Legislators discussing Senate Bill 2211, the animal cruelty bill, were unable to come to a consensus and agreed to meet again on Thursday. Committee members discussing House Bill 1302, the DUI bill, also were unable to come to a consensus. A date for their next meeting wasn’t set on Tuesday.
Rep. David Rust, R-Tioga, said changes made by the House to SB2211 removed the felony charge from the first and second offenses.
The bill now allows for those charged with abuse, neglect and abandonment to face a Class A misdemeanor for the first and second offenses. A third and subsequent offenses would be Class C felonies Animal cruelty would be a Class C felony charge on the first offense.
Rep. David Rust, R-Tioga, said the House also made changes to language defining abuse, neglect, abandonment and cruelty.
SB2211 passed the Senate 45-0 on Feb. 8 and the House by a 90-1 vote on April 3.
Rust added that there were other amendments made to SB2211. They include providing law enforcement with a list of veterinarians when dealing with a case. It also would require agricultural and livestock organizations to provide information to Legislative Management during the interim on the impact of SB2211.
Asked about language making exceptions for predators and unwelcome animals, Rust said, “you can’t write in every possible exception” into the bill.
Rust compared animal neglect to animal cruelty. He said cases of neglect are more likely from someone being lazy or absent-minded and not providing adequate care of an animal. He called animal cruelty a more severe degree of inappropriate treatment.
“You’re ratcheting it up a bit,” Rust said. “You have something of a sadistic mind.”
HB1302 will make a first and second DUI conviction a Class B misdemeanor, a third conviction a Class A misdemeanor and a fourth or subsequent conviction a Class C felony.
Lawmakers added a vehicular homicide provision to the bill.

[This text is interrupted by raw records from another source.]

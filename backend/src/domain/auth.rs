//! Authentication primitives: login credentials and password digests.
//!
//! Inbound payloads are validated here before a handler reaches a port.
//! Passwords are kept in [`Zeroizing`] buffers and only ever compared through
//! Argon2id hashes stored as PHC strings.

use argon2::Argon2;
use argon2::password_hash::{PasswordHash, PasswordHasher, PasswordVerifier, SaltString};
use zeroize::Zeroizing;

/// Minimum accepted password length at sign-up.
pub const PASSWORD_MIN_LENGTH: usize = 8;

/// Domain error returned when login or sign-up values are invalid.
#[derive(Debug, Clone, PartialEq, Eq, thiserror::Error)]
pub enum LoginValidationError {
    /// Email was missing or blank once trimmed.
    #[error("email must not be empty")]
    EmptyEmail,
    /// Email had no `@` separating local part and domain.
    #[error("email must contain '@'")]
    MalformedEmail,
    /// Password was blank.
    #[error("password must not be empty")]
    EmptyPassword,
    /// Password was shorter than [`PASSWORD_MIN_LENGTH`].
    #[error("password must be at least {min} characters")]
    PasswordTooShort {
        /// Required minimum length.
        min: usize,
    },
    /// The confirmation did not repeat the new password.
    #[error("password confirmation does not match")]
    PasswordMismatch,
}

fn check_length(password: &str) -> Result<(), LoginValidationError> {
    if password.chars().count() < PASSWORD_MIN_LENGTH {
        return Err(LoginValidationError::PasswordTooShort {
            min: PASSWORD_MIN_LENGTH,
        });
    }
    Ok(())
}

/// Validated login credentials used by authentication services.
///
/// ## Invariants
/// - `email` is trimmed, lower-cased, and contains `@`.
/// - `password` is non-empty and keeps caller-provided whitespace.
///
/// # Examples
/// ```
/// use jobboard::domain::LoginCredentials;
///
/// let creds = LoginCredentials::try_from_parts(" Studio@Example.com ", "password").unwrap();
/// assert_eq!(creds.email(), "studio@example.com");
/// ```
#[derive(Debug, Clone, PartialEq, Eq)]
pub struct LoginCredentials {
    email: String,
    password: Zeroizing<String>,
}

impl LoginCredentials {
    /// Construct credentials from raw email/password inputs.
    ///
    /// # Errors
    /// Returns [`LoginValidationError`] when either value is blank or the
    /// email is malformed.
    pub fn try_from_parts(email: &str, password: &str) -> Result<Self, LoginValidationError> {
        let normalized = email.trim().to_lowercase();
        if normalized.is_empty() {
            return Err(LoginValidationError::EmptyEmail);
        }
        match normalized.split_once('@') {
            Some((local, domain)) if !local.is_empty() && !domain.is_empty() => {}
            _ => return Err(LoginValidationError::MalformedEmail),
        }
        if password.is_empty() {
            return Err(LoginValidationError::EmptyPassword);
        }

        Ok(Self {
            email: normalized,
            password: Zeroizing::new(password.to_owned()),
        })
    }

    /// Credentials for a new account, which must also meet the length rule.
    ///
    /// # Errors
    /// As [`LoginCredentials::try_from_parts`], plus
    /// [`LoginValidationError::PasswordTooShort`].
    pub fn try_for_signup(email: &str, password: &str) -> Result<Self, LoginValidationError> {
        let credentials = Self::try_from_parts(email, password)?;
        check_length(password)?;
        Ok(credentials)
    }

    /// Normalised email used for account lookups.
    pub fn email(&self) -> &str {
        self.email.as_str()
    }

    /// Password string provided by the caller.
    pub fn password(&self) -> &str {
        self.password.as_str()
    }
}

/// Replacement password for a signed-in account.
///
/// Holds the same length rule as sign-up and requires the caller to repeat
/// the value.
#[derive(Debug, Clone, PartialEq, Eq)]
pub struct NewPassword(Zeroizing<String>);

impl NewPassword {
    /// Validate a new password against its confirmation.
    ///
    /// # Errors
    /// [`LoginValidationError::EmptyPassword`],
    /// [`LoginValidationError::PasswordTooShort`] or
    /// [`LoginValidationError::PasswordMismatch`].
    pub fn try_new(password: &str, confirmation: &str) -> Result<Self, LoginValidationError> {
        if password.is_empty() {
            return Err(LoginValidationError::EmptyPassword);
        }
        check_length(password)?;
        if password != confirmation {
            return Err(LoginValidationError::PasswordMismatch);
        }
        Ok(Self(Zeroizing::new(password.to_owned())))
    }

    /// The validated password.
    pub fn as_str(&self) -> &str {
        self.0.as_str()
    }
}

/// Argon2id hash of a password in PHC string form.
///
/// The string carries algorithm, parameters and salt, so it is stored as a
/// single column and verified without any side data.
#[derive(Debug, Clone, PartialEq, Eq)]
pub struct PasswordDigest(String);

/// Hashing failed inside the password KDF.
#[derive(Debug, Clone, PartialEq, Eq, thiserror::Error)]
#[error("password hashing failed: {message}")]
pub struct PasswordHashingError {
    message: String,
}

impl PasswordDigest {
    /// Hash `password` with a fresh random salt.
    ///
    /// # Errors
    /// Returns [`PasswordHashingError`] when the KDF rejects its input.
    pub fn derive(password: &str) -> Result<Self, PasswordHashingError> {
        let to_error = |error: argon2::password_hash::Error| PasswordHashingError {
            message: error.to_string(),
        };
        let salt = SaltString::encode_b64(uuid::Uuid::new_v4().as_bytes()).map_err(to_error)?;
        let hash = Argon2::default()
            .hash_password(password.as_bytes(), &salt)
            .map_err(to_error)?;
        Ok(Self(hash.to_string()))
    }

    /// Rebuild a digest from its stored PHC string.
    pub fn from_phc(phc: impl Into<String>) -> Self {
        Self(phc.into())
    }

    /// PHC string for storage.
    pub fn as_phc(&self) -> &str {
        &self.0
    }

    /// Check `password` against this digest.
    ///
    /// A stored value that does not parse as a PHC string never verifies.
    pub fn verify(&self, password: &str) -> bool {
        PasswordHash::new(&self.0).is_ok_and(|parsed| {
            Argon2::default()
                .verify_password(password.as_bytes(), &parsed)
                .is_ok()
        })
    }
}

#[cfg(test)]
mod tests {
    use super::*;
    use rstest::rstest;

    #[rstest]
    #[case("", "pw", LoginValidationError::EmptyEmail)]
    #[case("   ", "pw", LoginValidationError::EmptyEmail)]
    #[case("studio", "pw", LoginValidationError::MalformedEmail)]
    #[case("@example.com", "pw", LoginValidationError::MalformedEmail)]
    #[case("a@b.c", "", LoginValidationError::EmptyPassword)]
    fn invalid_credentials(
        #[case] email: &str,
        #[case] password: &str,
        #[case] expected: LoginValidationError,
    ) {
        let err = LoginCredentials::try_from_parts(email, password)
            .expect_err("invalid inputs must fail");
        assert_eq!(err, expected);
    }

    #[rstest]
    fn signup_enforces_minimum_length() {
        let err = LoginCredentials::try_for_signup("a@b.c", "short").expect_err("too short");
        assert_eq!(
            err,
            LoginValidationError::PasswordTooShort {
                min: PASSWORD_MIN_LENGTH
            }
        );
    }

    #[rstest]
    fn digest_verifies_only_the_original_password() {
        let digest = PasswordDigest::derive("correct horse").expect("hash");
        assert!(digest.verify("correct horse"));
        assert!(!digest.verify("correct horse "));
    }

    #[rstest]
    fn digests_are_salted_argon2id_phc_strings() {
        let first = PasswordDigest::derive("secret-pose").expect("hash");
        let second = PasswordDigest::derive("secret-pose").expect("hash");
        assert!(first.as_phc().starts_with("$argon2id$"));
        assert_ne!(first, second);
        assert!(PasswordDigest::from_phc(second.as_phc()).verify("secret-pose"));
    }

    #[rstest]
    #[case("")]
    #[case("not-a-phc-string")]
    fn malformed_stored_digests_never_verify(#[case] stored: &str) {
        assert!(!PasswordDigest::from_phc(stored).verify(stored));
    }

    #[rstest]
    #[case("", "", LoginValidationError::EmptyPassword)]
    #[case("short", "short", LoginValidationError::PasswordTooShort { min: PASSWORD_MIN_LENGTH })]
    #[case("warrior-two", "warrior-three", LoginValidationError::PasswordMismatch)]
    fn new_password_rules(
        #[case] password: &str,
        #[case] confirmation: &str,
        #[case] expected: LoginValidationError,
    ) {
        let err = NewPassword::try_new(password, confirmation).expect_err("rejected");
        assert_eq!(err, expected);
    }

    #[rstest]
    fn matching_new_password_is_accepted() {
        let password = NewPassword::try_new("warrior-two", "warrior-two").expect("valid");
        assert_eq!(password.as_str(), "warrior-two");
    }
}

It also has appropriations in HB1302 for alcohol-monitoring ankle bracelets and for an underage drinking prevention program to be administered by the Department of Human Services.

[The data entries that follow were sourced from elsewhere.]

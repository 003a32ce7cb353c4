//! Domain-level error types.
//!
//! These errors are transport agnostic. The HTTP adapter maps them to status
//! codes and JSON payloads; services build them from port failures.

use serde::{Deserialize, Serialize};
use serde_json::Value;

use crate::domain::TraceId;

/// Header carrying the request trace identifier.
pub const TRACE_ID_HEADER: &str = "trace-id";

/// Stable machine-readable error code describing the failure category.
#[derive(Debug, Clone, Copy, PartialEq, Eq, Hash, Serialize, Deserialize)]
#[non_exhaustive]
#[serde(rename_all = "snake_case")]
pub enum ErrorCode {
    /// The request is malformed or fails validation.
    InvalidRequest,
    /// Authentication failed or is missing.
    Unauthorized,
    /// Authenticated but not permitted to perform this action.
    Forbidden,
    /// The requested resource does not exist.
    NotFound,
    /// The request conflicts with existing state, such as a duplicate record.
    Conflict,
    /// A dependency such as the database or text generator is unavailable.
    ServiceUnavailable,
    /// An unexpected error occurred inside the domain.
    InternalError,
}

/// Domain error payload.
///
/// ## Invariants
/// - `message` must be non-empty once trimmed of whitespace.
/// - `trace_id`, when present, must be non-empty.
///
/// Constructors capture the ambient [`TraceId`] when one is in scope.
///
/// # Examples
/// ```
/// use jobboard::domain::{Error, ErrorCode};
///
/// let err = Error::not_found("posting not found");
/// assert_eq!(err.code(), ErrorCode::NotFound);
/// assert!(err.trace_id().is_none());
/// ```
#[derive(Debug, Clone, PartialEq, Serialize, Deserialize)]
#[serde(try_from = "ErrorDto", into = "ErrorDto")]
pub struct Error {
    code: ErrorCode,
    message: String,
    trace_id: Option<String>,
    details: Option<Value>,
}

/// Validation errors emitted by the constructors.
#[derive(Debug, Clone, PartialEq, Eq, thiserror::Error)]
pub enum ErrorValidationError {
    /// The message was blank.
    #[error("error message must not be empty")]
    EmptyMessage,
    /// The trace identifier was blank.
    #[error("trace identifier must not be empty")]
    EmptyTraceId,
}

impl Error {
    /// Create a new error, panicking if validation fails.
    ///
    /// Only used by the convenience constructors, whose callers always pass a
    /// literal or formatted non-empty message.
    fn new(code: ErrorCode, message: impl Into<String>) -> Self {
        match Self::try_new(code, message) {
            Ok(value) => value,
            Err(err) => panic!("error messages must satisfy validation: {err}"),
        }
    }

    /// Fallible constructor that validates the message content.
    ///
    /// # Errors
    /// Returns [`ErrorValidationError::EmptyMessage`] for blank messages.
    pub fn try_new(code: ErrorCode, message: impl Into<String>) -> Result<Self, ErrorValidationError> {
        let message = message.into();
        if message.trim().is_empty() {
            return Err(ErrorValidationError::EmptyMessage);
        }
        Ok(Self {
            code,
            message,
            trace_id: TraceId::current().map(|id| id.to_string()),
            details: None,
        })
    }

    /// Stable machine-readable error code.
    pub fn code(&self) -> ErrorCode {
        self.code
    }

    /// Human-readable message returned to adapters.
    pub fn message(&self) -> &str {
        self.message.as_str()
    }

    /// Correlation identifier captured when the error was raised.
    pub fn trace_id(&self) -> Option<&str> {
        self.trace_id.as_deref()
    }

    /// Supplementary error details for adapters.
    pub fn details(&self) -> Option<&Value> {
        self.details.as_ref()
    }

    /// Attach structured details to the error.
    ///
    /// # Examples
    /// ```
    /// use jobboard::domain::Error;
    /// use serde_json::json;
    ///
    /// let err = Error::invalid_request("bad").with_details(json!({ "field": "title" }));
    /// assert!(err.details().is_some());
    /// ```
    pub fn with_details(mut self, details: Value) -> Self {
        self.details = Some(details);
        self
    }

    /// Replace the trace identifier, panicking on blank input.
    pub fn with_trace_id(self, trace_id: impl Into<String>) -> Self {
        match self.try_with_trace_id(trace_id) {
            Ok(value) => value,
            Err(err) => panic!("trace identifiers must satisfy validation: {err}"),
        }
    }

    /// Fallible variant of [`Error::with_trace_id`].
    ///
    /// # Errors
    /// Returns [`ErrorValidationError::EmptyTraceId`] for blank identifiers.
    pub fn try_with_trace_id(
        mut self,
        trace_id: impl Into<String>,
    ) -> Result<Self, ErrorValidationError> {
        let trace_id = trace_id.into();
        if trace_id.trim().is_empty() {
            return Err(ErrorValidationError::EmptyTraceId);
        }
        self.trace_id = Some(trace_id);
        Ok(self)
    }

    /// Convenience constructor for [`ErrorCode::InvalidRequest`].
    pub fn invalid_request(message: impl Into<String>) -> Self {
        Self::new(ErrorCode::InvalidRequest, message)
    }

    /// Convenience constructor for [`ErrorCode::Unauthorized`].
    pub fn unauthorized(message: impl Into<String>) -> Self {
        Self::new(ErrorCode::Unauthorized, message)
    }

    /// Convenience constructor for [`ErrorCode::Forbidden`].
    pub fn forbidden(message: impl Into<String>) -> Self {
        Self::new(ErrorCode::Forbidden, message)
    }

    /// Convenience constructor for [`ErrorCode::NotFound`].
    pub fn not_found(message: impl Into<String>) -> Self {
        Self::new(ErrorCode::NotFound, message)
    }

    /// Convenience constructor for [`ErrorCode::Conflict`].
    pub fn conflict(message: impl Into<String>) -> Self {
        Self::new(ErrorCode::Conflict, message)
    }

    /// Convenience constructor for [`ErrorCode::ServiceUnavailable`].
    pub fn service_unavailable(message: impl Into<String>) -> Self {
        Self::new(ErrorCode::ServiceUnavailable, message)
    }

    /// Convenience constructor for [`ErrorCode::InternalError`].
    pub fn internal(message: impl Into<String>) -> Self {
        Self::new(ErrorCode::InternalError, message)
    }
}

impl std::fmt::Display for Error {
    fn fmt(&self, f: &mut std::fmt::Formatter<'_>) -> std::fmt::Result {
        write!(f, "{}", self.message)
    }
}

impl std::error::Error for Error {}

#[derive(Debug, Clone, Serialize, Deserialize)]
#[serde(rename_all = "camelCase")]
struct ErrorDto {
    code: ErrorCode,
    message: String,
    #[serde(skip_serializing_if = "Option::is_none")]
    trace_id: Option<String>,
    #[serde(skip_serializing_if = "Option::is_none")]
    details: Option<Value>,
}

impl From<Error> for ErrorDto {
    fn from(value: Error) -> Self {
        Self {
            code: value.code,
            message: value.message,
            trace_id: value.trace_id,
            details: value.details,
        }
    }
}

impl TryFrom<ErrorDto> for Error {
    type Error = ErrorValidationError;

    fn try_from(value: ErrorDto) -> Result<Self, Self::Error> {
        let ErrorDto {
            code,
            message,
            trace_id,
            details,
        } = value;

        let mut error = Error::try_new(code, message)?;
        // Payloads carry their own trace id; never adopt the ambient one.
        error.trace_id = None;
        if let Some(id) = trace_id {
            error = error.try_with_trace_id(id)?;
        }
        error.details = details;
        Ok(error)
    }
}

HB1302 passed the House by an 80-14 vote on Feb. 27 and by a 47-0 vote on April 10 in the Senate.
Sen. Kelly Armstrong, R-Dickinson, said the rationale for making a second offense a Class B misdemeanor was due to the impact it could have on municipal and county courts.
“(It) would’ve been a substantial shift,” Armstrong said.
Class A misdemeanor cases would shift from municipal court to county court, since municipal courts only hear up to Class B misdemeanor cases. Armstrong said that could impact the court system and also could affect already-crowded county jails.
Rep. Kim Koppelman, R-West Fargo, suggested allowing the change to a Class A misdemeanor but also changing state law to allow municipal courts to hear Class A misdemeanor DUI cases.
“I believe we can do that,” Koppelman said.
Armstrong said that while the Legislature does have authority to make the change in state law, “there is a lot of trepidation” about doing so.